Holidays, national and religious, such as that of the Virgin Mary, the Panagia on August 15, are rooted in deep wisdom. Human life would be difficult without them.
Toward the end of summer, with the sun still burning and the song of the cicadas stirring, with the fruits musky and juicy, with the meltemi whistling and raising visible waves in the Aegean – but also with an eye towards the return to everyday life in September, this holiday offers a great – last – opportunity this year for physical and mental rest.
And the combination of these two is liberating.
It is the last chance for family excursions and carefree moments. For enjoyment.
Last year I had the great fortune to be in Chania on such days. This beautiful city on Crete, certainly one of the most beautiful in Greece, while enduring partial restrictions due to the coronavirus, was full of people. From all over the Planet – not just all the Chaniotes who live in other places – as well as from other regions of Greece. After all, Cretan hospitality is world famous.
As the Panagia feast approached, life took on a calm, slow pace. The mind relaxed. The tsikoudia liqueur healed the body and soul and loosened the tongue. The plans for where everyone would spend those days were complete.

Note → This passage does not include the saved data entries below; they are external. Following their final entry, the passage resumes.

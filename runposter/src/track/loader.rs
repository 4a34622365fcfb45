use super::{Track, YearRange};
use anyhow::{Context, Result};
use std::{fs::File, io::BufReader, path::Path};

/// Reads a JSON array of tracks.
pub fn load_tracks(path: &Path) -> Result<Vec<Track>> {
	let file = File::open(path).with_context(|| format!("failed to open tracks file {path:?}"))?;
	let tracks: Vec<Track> =
		serde_json::from_reader(BufReader::new(file)).with_context(|| format!("failed to parse tracks file {path:?}"))?;
	log::debug!("loaded {} tracks from {path:?}", tracks.len());
	Ok(tracks)
}

pub fn parse_tracks(json: &str) -> Result<Vec<Track>> {
	serde_json::from_str(json).context("failed to parse tracks")
}

/// Keeps the tracks of the selected years that are at least `min_distance`
/// meters long, ordered by start time.
///
/// Tracks without any point are dropped as well, since there is nothing to draw.
#[must_use]
pub fn filter_tracks(tracks: Vec<Track>, years: &YearRange, min_distance: f64) -> Vec<Track> {
	let total = tracks.len();
	let mut tracks: Vec<Track> = tracks
		.into_iter()
		.filter(|track| {
			let keep = years.contains(track.year()) && track.length >= min_distance && track.point_count() > 0;
			if !keep {
				log::trace!("skipping track {} ({:.0} m, {})", track.id, track.length, track.year());
			}
			keep
		})
		.collect();
	tracks.sort_by_key(|track| track.start_time);
	log::debug!("kept {} of {total} tracks for years {years}", tracks.len());
	tracks
}

#[cfg(test)]
mod tests {
	use super::*;
	use crate::test_helpers::make_track;
	use pretty_assertions::assert_eq;
	use std::io::Write;
	use time::macros::datetime;

	fn ids(tracks: &[Track]) -> Vec<u64> {
		tracks.iter().map(|t| t.id).collect()
	}

	#[test]
	fn filter_by_year_and_distance() {
		let tracks = vec![
			make_track(1, datetime!(2023-03-01 07:00 UTC), 5000.0, 5),
			make_track(2, datetime!(2021-03-01 07:00 UTC), 5000.0, 5),
			make_track(3, datetime!(2022-03-01 07:00 UTC), 500.0, 5),
			make_track(4, datetime!(2022-01-01 07:00 UTC), 12000.0, 5),
			make_track(5, datetime!(2022-06-01 07:00 UTC), 3000.0, 0),
		];
		let kept = filter_tracks(tracks.clone(), &YearRange::all(), 1000.0);
		assert_eq!(ids(&kept), vec![2, 4, 1]);

		let kept = filter_tracks(tracks, &"2022-2023".parse().unwrap(), 1000.0);
		assert_eq!(ids(&kept), vec![4, 1]);
	}

	#[test]
	fn sort_is_stable_for_equal_start_times() {
		let start = datetime!(2023-03-01 07:00 UTC);
		let tracks = vec![make_track(9, start, 5000.0, 2), make_track(3, start, 5000.0, 2)];
		assert_eq!(ids(&filter_tracks(tracks, &YearRange::all(), 0.0)), vec![9, 3]);
	}

	#[test]
	fn load_from_file() {
		let mut file = tempfile::NamedTempFile::new().unwrap();
		write!(
			file,
			r#"[{{"id": 1, "start_time": "2023-05-01T06:30:00Z", "end_time": "2023-05-01T07:00:00Z", "length": 5000, "polylines": [[[52.5, 13.4], [52.6, 13.5]]]}}]"#
		)
		.unwrap();
		let tracks = load_tracks(file.path()).unwrap();
		assert_eq!(ids(&tracks), vec![1]);
	}

	#[test]
	fn load_errors_name_the_file() {
		let err = load_tracks(Path::new("does/not/exist.json")).unwrap_err();
		assert!(format!("{err:#}").contains("does/not/exist.json"));

		let mut file = tempfile::NamedTempFile::new().unwrap();
		write!(file, "{{ not json").unwrap();
		let err = load_tracks(file.path()).unwrap_err();
		assert!(err.to_string().starts_with("failed to parse tracks file"));
	}

	#[test]
	fn parse_empty_list() {
		assert_eq!(parse_tracks("[]").unwrap(), vec![]);
	}
}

Some would spend at home with family and friends and others in the villages and beaches of Crete – truly a blessed place.
The fifteenth of August is the feast of the Virgin Mary, the Mother of Christ, the patroness of Mount Athos, the Theotokos to whom we turn and beg for protection, for help, for support, who doubly heals our souls.
Perhaps, with her ‘mother’ image, we feel her to be more accessible than Jesus. That makes it easier for us to ‘talk’ to her. She dwells in our imagination and we constantly see her in icons, tenderly holding her son and our Savior, Christ, and we feel that she sees us too. And that she understands us. And that makes us feel good. We do feel better when we pray to her. And we gain faith and courage to continue fighting the fight of life.
She is our Panagia. Her grace is great.